O’Sullivan grunted. “You’re right. Trouble was, the kid still paid the price. But it makes my point, and you and I’ve seen this, that things are not always black and white, not always that right and wrong.”

Harris met his eyes for a long time.

“We go back a long way, Tony. I’m just giving you a friendly heads-up. I’m not saying that I know something is going to happen to this ghetto punk—”

“The hypothetical one?” Harris interrupted.

“—this hypothetical punk,” O’Sullivan went on, “but no one would be surprised if the shooter and everyone else involved suffers the consequences of their actions. And—who knows?—worse comes to worst, you might just get them handed to you on a silver platter. Add one more to the closure rate, you know?”

Harris looked at him for a long moment.

“You understand, Sully,” Harris then said evenly, “that I’m going to have to share this with Matt Payne. And you know he has the personal ear of the white shirts with stars on their shoulders.”

“That’s right—Payne got himself promoted to sergeant, didn’t he? Passed the exam at the top of the list. Super-smart guy. I always thought the bastards who called him a Richie Rich playing cop were just crumbs being petty pricks. His old man and uncle were damn good cops.”

He paused, then went on: “Tony, I fully expected you to send what I told you up the chain—I certainly would do the same in your shoes—but now that I know it’s going to go to the Wyatt Earp of the Main Line, hell, that tells me the odds of this ghetto punk getting his due just got better.”


Five minutes later, Sully O’Sullivan, his arms crossed over his chest as he looked up at the security room’s wall of monitors, watched Detective Tony Harris walking through the revolving door and out of the casino.

O’Sullivan was not at all surprised to see Harris holding his cellular phone to his head with his left hand while he cupped his right hand over his mouth so that what he was saying could not be overheard.

VII

[ ONE ]

The Roundhouse

Eighth and Race Streets, Philadelphia

Saturday, December 15, 3:45 P.M.

The enormous black thirty-six-year-old homicide detective standing at the two-way mirror of the Homicide Unit’s Interview Room II turned at the sound of the door opening.

Harold Kennedy nodded as Sergeant Matt Payne entered the small, dimly lit viewing room.

“Hey, Sarge,” he said.

“I miss anything, Hal?” Payne gestured toward the interview room on the other side of the two-way mirror. “How’s he doing in there?”

Payne saw that Detective Dick McCrory was in the slightly larger—ten by twelve feet—harshly lit room with a male teenager. McCrory stood leaning against the far wall, looking down at the teen, who was seated in one of two metal chairs, both of which were bolted to the floor on opposite sides of a bare metal table, also bolted to the floor. A manila folder was on the table, next to an open plastic bottle of water.

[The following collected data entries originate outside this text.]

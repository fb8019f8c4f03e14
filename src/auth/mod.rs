//! # Auth Module
//!
//! The credential-store boundary: user accounts, argon2id password
//! hashing, and server-issued opaque principal sessions. A principal
//! token is a random value stored hashed at rest; it carries no identity
//! and proves nothing beyond "this login happened recently".

pub mod crypto;
pub mod errors;
pub mod principal;
pub mod service;
pub mod user;

pub use errors::{AuthError, AuthResult};
pub use principal::PrincipalSessionStore;
pub use service::Authenticator;
pub use user::{InMemoryUserRepository, User, UserRepository};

Payne studied the unkempt teenager, who was handcuffed to the chair, one cuff on his left hand and the other around a thick bar on the seatback. He had matted hair and filthy clothing—a black sweatshirt, ragged blue jeans, scuffed leather boots. The hood of his sweatshirt was down, exposing a hard face with hollow eyes behind thick black-framed eyeglasses and framed by a scraggly beard.

Kennedy’s massive shoulders shrugged as he raised his eyebrows, making a look of frustration.

“So far it’s looking like you wasted your time coming. All I can say for certain is the kid’s got a clear case of rectal cranial inversion.”